(Exercise aim) Exact reproduction required: the lines below from the line with "let file = File::create(path).unwrap();" to the line with "writer.write_all(data).unwrap();", both ends included, and no others.

(Saved entries)
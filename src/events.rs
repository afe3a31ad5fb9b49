//! Snapshot-created notifications.
//!
//! Events are published after the ingestion transaction commits. Delivery is
//! best-effort: callers log publish failures and move on.

use serde::Serialize;
use tokio::io::AsyncWriteExt;
use tokio::net::UnixStream;
use tracing::{debug, info};

use crate::config::EventsConfig;
use crate::date::GameDate;
use crate::Error;

/// Published once per newly committed gamestate.
#[derive(Debug, Clone, PartialEq, Eq, Serialize)]
#[serde(rename_all = "camelCase")]
pub struct GamestateCreated {
    pub save_id: i64,
    pub gamestate_id: i64,
    /// Serialized as `YYYY-MM-DD`.
    pub date: GameDate,
}

/// Wire envelope: one JSON object per line.
#[derive(Debug, Serialize)]
struct Envelope<'a, T> {
    topic: &'a str,
    payload: &'a T,
}

#[allow(async_fn_in_trait)]
pub trait EventPublisher {
    async fn publish(&self, event: &GamestateCreated) -> Result<(), Error>;
}

/// Newline-delimited JSON over a Unix socket.
pub struct SocketPublisher {
    socket_path: String,
    topic: String,
}

impl SocketPublisher {
    pub fn new(socket_path: String, topic: String) -> Self {
        Self { socket_path, topic }
    }

    fn encode(&self, event: &GamestateCreated) -> Result<String, Error> {
        let mut line = serde_json::to_string(&Envelope {
            topic: &self.topic,
            payload: event,
        })?;
        line.push('\n');
        Ok(line)
    }
}

impl EventPublisher for SocketPublisher {
    async fn publish(&self, event: &GamestateCreated) -> Result<(), Error> {
        debug!(topic = %self.topic, gamestate_id = event.gamestate_id, "Publishing event");

        let line = self.encode(event)?;
        let mut stream = UnixStream::connect(&self.socket_path)
            .await
            .map_err(|e| Error::Publish(format!("Failed to connect to {}: {}", self.socket_path, e)))?;
        stream
            .write_all(line.as_bytes())
            .await
            .map_err(|e| Error::Publish(format!("Failed to write event: {}", e)))?;
        stream
            .flush()
            .await
            .map_err(|e| Error::Publish(format!("Failed to flush: {}", e)))?;
        Ok(())
    }
}

/// Logs events instead of delivering them.
pub struct LogPublisher {
    topic: String,
}

impl LogPublisher {
    pub fn new(topic: String) -> Self {
        Self { topic }
    }
}

impl EventPublisher for LogPublisher {
    async fn publish(&self, event: &GamestateCreated) -> Result<(), Error> {
        info!(
            topic = %self.topic,
            save_id = event.save_id,
            gamestate_id = event.gamestate_id,
            date = %event.date.to_iso(),
            "Gamestate created"
        );
        Ok(())
    }
}

/// Publisher selected from configuration.
pub enum Publisher {
    Socket(SocketPublisher),
    Log(LogPublisher),
}

impl Publisher {
    pub fn from_config(config: &EventsConfig) -> Self {
        match &config.socket_path {
            Some(path) => Publisher::Socket(SocketPublisher::new(path.clone(), config.topic.clone())),
            None => Publisher::Log(LogPublisher::new(config.topic.clone())),
        }
    }
}

impl EventPublisher for Publisher {
    async fn publish(&self, event: &GamestateCreated) -> Result<(), Error> {
        match self {
            Publisher::Socket(publisher) => publisher.publish(event).await,
            Publisher::Log(publisher) => publisher.publish(event).await,
        }
    }
}
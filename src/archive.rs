//! Save archive reader.
//!
//! A Stellaris `.sav` file is a zip archive with a `meta` entry and a `gamestate`
//! entry. Only `gamestate` is read.

use std::fs::File;
use std::io::{BufReader, Read};
use std::path::Path;

use tracing::debug;
use zip::ZipArchive;

use crate::error::Error;

/// Name of the archive entry holding the save document.
pub const GAMESTATE_ENTRY: &str = "gamestate";

/// Read the raw bytes of the `gamestate` entry of a save archive.
///
/// Every entry is scanned since the entry order is not fixed. The archive
/// handle is dropped on every return path.
pub fn read_gamestate(path: &Path) -> Result<Vec<u8>, Error> {
    let file = File::open(path)?;
    let mut archive = ZipArchive::new(BufReader::new(file))?;

    for index in 0..archive.len() {
        let mut entry = archive.by_index(index)?;
        if entry.name() != GAMESTATE_ENTRY {
            continue;
        }

        let mut buffer = Vec::new();
        entry.read_to_end(&mut buffer)?;
        debug!(path = %path.display(), bytes = buffer.len(), "Read gamestate entry");
        return Ok(buffer);
    }

    Err(Error::GamestateEntryNotFound(path.to_path_buf()))
}

#[cfg(test)]
pub(crate) mod tests {
    use super::*;
    use std::io::Write;
    use tempfile::TempDir;
    use zip::write::SimpleFileOptions;
    use zip::CompressionMethod;

    /// Write a zip archive with the given entries.
    pub(crate) fn write_archive(path: &Path, entries: &[(&str, &[u8])]) {
        let file = File::create(path).unwrap();
        let mut writer = zip::ZipWriter::new(file);
        let options = SimpleFileOptions::default().compression_method(CompressionMethod::Deflated);
        for (name, data) in entries {
            writer.start_file(*name, options).unwrap();
            writer.write_all(data).unwrap();
        }
        writer.finish().unwrap();
    }

    #[test]
    fn test_reads_gamestate_when_not_first() {
        let dir = TempDir::new().unwrap();
        let path = dir.path().join("ironman.sav");
        write_archive(
            &path,
            &[("meta", b"version=\"v3.12\""), ("gamestate", b"date=\"2200.01.01\"")],
        );

        let bytes = read_gamestate(&path).unwrap();
        assert_eq!(bytes, b"date=\"2200.01.01\"");
    }

    #[test]
    fn test_declared_size_not_trusted() {
        let dir = TempDir::new().unwrap();
        let path = dir.path().join("ironman.sav");
        write_archive(&path, &[("gamestate", b"date=\"2200.01.01\"")]);

        // Inflate the uncompressed size recorded in the central directory.
        let mut bytes = std::fs::read(&path).unwrap();
        let header = bytes
            .windows(4)
            .position(|window| window == b"PK\x01\x02")
            .unwrap();
        bytes[header + 24..header + 28].copy_from_slice(&0xFFFF_FFF0u32.to_le_bytes());
        std::fs::write(&path, &bytes).unwrap();

        let bytes = read_gamestate(&path).unwrap();
        assert_eq!(bytes, b"date=\"2200.01.01\"");
    }

    #[test]
    fn test_missing_entry() {
        let dir = TempDir::new().unwrap();
        let path = dir.path().join("broken.sav");
        write_archive(&path, &[("meta", b"x=1"), ("gamestate.bak", b"x=2")]);

        let result = read_gamestate(&path);
        assert!(matches!(result, Err(Error::GamestateEntryNotFound(p)) if p == path));
    }

    #[test]
    fn test_not_a_zip() {
        let dir = TempDir::new().unwrap();
        let path = dir.path().join("plain.sav");
        std::fs::write(&path, b"date=\"2200.01.01\"").unwrap();

        assert!(matches!(read_gamestate(&path), Err(Error::Archive(_))));
    }

    #[test]
    fn test_missing_file() {
        let dir = TempDir::new().unwrap();
        let result = read_gamestate(&dir.path().join("nope.sav"));
        assert!(matches!(result, Err(Error::Io(_))));
    }
}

(Answer to this exercise)
        let file = File::create(path).unwrap();
        let mut writer = zip::ZipWriter::new(file);
        let options = SimpleFileOptions::default().compression_method(CompressionMethod::Deflated);
        for (name, data) in entries {
            writer.start_file(*name, options).unwrap();
            writer.write_all(data).unwrap();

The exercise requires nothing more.